Hi,

I've repeated the tests on the hybrid architecture using the AB.
You can find them attached to this mail. I've run the AB with several 
concurrency levels, ranging from 20 to 10000. You can see all the
results in a plot.


> Running a test with ab (ab -k -c 20 -n 20000 
> http://host:8080/tomcat.gif) would take 30s, and would make comparisons 
> easy (basically, I actually know what the tests do ...), and will be an 
> actual measurement of throughput.


I've been studying the behavior of the AB and I've several doubts 
about the significance of the results when trying to measure the throughtput
of a server. In my opinion, the AB is a great way to test the impact of
architectural modifications on the internal latency of the tomcat execution
pipeline, but not a deterministic way to compare the throughput of two servers.
In the following paragraphs I try to justify this idea (hope that in a
comprensible way) :)


The first thing that makes me suspect about the reliability of the obtained 
results
is that this benchmark produces a different workload intensity for each tested 
server.
I mean that, given a number of concurrent clients simulated, the AB produces a 
higher
number of requests as lower is the response time for the server (a new request 
is issued
when the previous is completed). This behavior will always favour an 
architecture
with lower internal latencies, even when it manages concurrency worse. This is 
the case of
the tomcat multithreaded architecture. Other architectures, for instance the 
Hybrid or any
other using non-blocking operations with readiness selectors, will always 
obtain 
worse results for low loads (remember that the select operation introduces an 
internal
latency of 15-30ms since data is ready in a channel, with the purpose of 
getting more
channels ready during that period). 
When the simulated number of concurrent clients is increased (and especially
when the number of threads in the pool is lower than the number of emulated
clients), the multithreaded architecture starts suffering. You can check
the plots for the throughput, number of keep-alive requests, errors or connect
time to create your own opinion.


In conclusion, it must be taken into account that using this benchmark to 
compare
the throughput of several architectural proposals can lead to wrong conclusions,
especially when WANs (instead of fast LANs) are used for the evaluation.

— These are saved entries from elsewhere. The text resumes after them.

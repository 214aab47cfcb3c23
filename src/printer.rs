//! Printer: static, one-shot output around prompts.
//!
//! ```text
//! ┌  create-app
//! │
//! ●  Using template "minimal"
//! │
//! ◇  Scaffolded 12 files
//! │
//! └  Done
//! ```
//!
//! Every call is one atomic write. Nothing here repaints.

use crate::error::Result;
use crate::layout::{render_note, NoteConfig};
use crate::theme::{Color, Symbols, Theme};
use std::io::{self, Stdout, Write};

/// Writes intro/outro lines, log lines and notes.
pub struct Printer<W: Write> {
    writer: W,
    theme: Theme,
    note_config: NoteConfig,
}

impl Printer<Stdout> {
    /// Printer on stdout with the detected theme.
    pub fn stdout() -> Self {
        Self::new(io::stdout(), Theme::detect())
    }
}

impl<W: Write> Printer<W> {
    /// Create a printer.
    pub fn new(writer: W, theme: Theme) -> Self {
        Self {
            writer,
            theme,
            note_config: NoteConfig::default(),
        }
    }

    /// Use `config` for every [`Printer::note`].
    #[must_use]
    pub fn with_note_config(mut self, config: NoteConfig) -> Self {
        self.note_config = config;
        self
    }

    /// The theme in use.
    pub const fn theme(&self) -> &Theme {
        &self.theme
    }

    /// Give the writer back.
    pub fn into_inner(self) -> W {
        self.writer
    }

    /// Opening line of a session.
    pub fn intro(&mut self, title: &str) -> Result<()> {
        let start = self.theme.paint(self.theme.symbols().bar_start, Color::Gray);
        self.emit(&format!("{start}  {title}\n"))
    }

    /// Closing line of a session.
    pub fn outro(&mut self, message: &str) -> Result<()> {
        let symbols = self.theme.symbols();
        let text = format!(
            "{}\n{}  {message}\n\n",
            self.theme.paint(symbols.bar, Color::Gray),
            self.theme.paint(symbols.bar_end, Color::Gray),
        );
        self.emit(&text)
    }

    /// Closing line when the session was abandoned.
    pub fn cancel(&mut self, message: &str) -> Result<()> {
        let text = format!(
            "{}  {}\n\n",
            self.theme.paint(self.theme.symbols().bar_end, Color::Gray),
            self.theme.paint(message, Color::Red),
        );
        self.emit(&text)
    }

    /// Log a message under `symbol` (a gray bar when `None`).
    ///
    /// The first line sits next to the symbol; later lines continue in the
    /// gutter.
    pub fn message(&mut self, message: &str, symbol: Option<&str>) -> Result<()> {
        let bar = self.theme.paint(self.theme.symbols().bar, Color::Gray);
        let symbol = symbol.map_or_else(|| bar.clone(), ToOwned::to_owned);

        let mut parts = vec![bar.clone()];
        if !message.is_empty() {
            let mut lines = message.split('\n');
            let first = lines.next().unwrap_or_default();
            parts.push(format!("{symbol}  {first}"));
            parts.extend(lines.map(|line| format!("{bar}  {line}")));
        }

        let mut text = parts.join("\n");
        text.push('\n');
        self.emit(&text)
    }

    /// Informational line.
    pub fn info(&mut self, message: &str) -> Result<()> {
        self.symbol_message(message, |s| s.info, Color::Blue)
    }

    /// Something worked.
    pub fn success(&mut self, message: &str) -> Result<()> {
        self.symbol_message(message, |s| s.success, Color::Green)
    }

    /// One step of a longer process is done.
    pub fn step(&mut self, message: &str) -> Result<()> {
        self.symbol_message(message, |s| s.step_submit, Color::Green)
    }

    /// Something needs attention.
    pub fn warn(&mut self, message: &str) -> Result<()> {
        self.symbol_message(message, |s| s.warn, Color::Yellow)
    }

    /// Something failed.
    pub fn error(&mut self, message: &str) -> Result<()> {
        self.symbol_message(message, |s| s.error, Color::Red)
    }

    /// Titled, bordered block.
    pub fn note(&mut self, body: &str, title: &str) -> Result<()> {
        let text = render_note(body, title, &self.theme, &self.note_config);
        self.emit(&text)
    }

    fn symbol_message(
        &mut self,
        message: &str,
        pick: fn(&Symbols) -> &'static str,
        color: Color,
    ) -> Result<()> {
        let symbol = self.theme.paint(pick(self.theme.symbols()), color);
        self.message(message, Some(symbol.as_str()))
    }

    fn emit(&mut self, text: &str) -> Result<()> {
        self.writer.write_all(text.as_bytes())?;
        self.writer.flush()?;
        Ok(())
    }
}

impl<W: Write> std::fmt::Debug for Printer<W> {
    fn fmt(&self, f: &mut std::fmt::Formatter<'_>) -> std::fmt::Result {
        f.debug_struct("Printer")
            .field("theme", &self.theme)
            .field("note_config", &self.note_config)
            .finish_non_exhaustive()
    }
}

Let me explain with a simple example, assuming that the AB simulated 10 
concurrent
clients...

Lets suppose two architectures, A and B:

A -> Internal service time for the tomcat.gif file: 1ms
B -> Internal service time for the tomcat.gif file: 5ms


And lets suppose two different scenarios:

First, assuming a zero network latency... (in practice, a Gbit LAN)
 - The observed throughput for A will be 10000 replies/sec (10*(1/10^-3))
 - The observed throughput for B will be  2000 replies/sec (10*(5/10^-3))
 - The speedup observed between A and B is 5.


Later, assuming a  200 ms network latency... (in practice, a WAN)
 - The observed throughput for A will be  49,75 replies/sec (10*(1/(10^-3 + 
200^-3)))
 - The observed throughput for B will be  48,78 replies/sec (10*(1/(5^-3 + 
200^-3)))
 - The speedup observed between A and B is 1,019.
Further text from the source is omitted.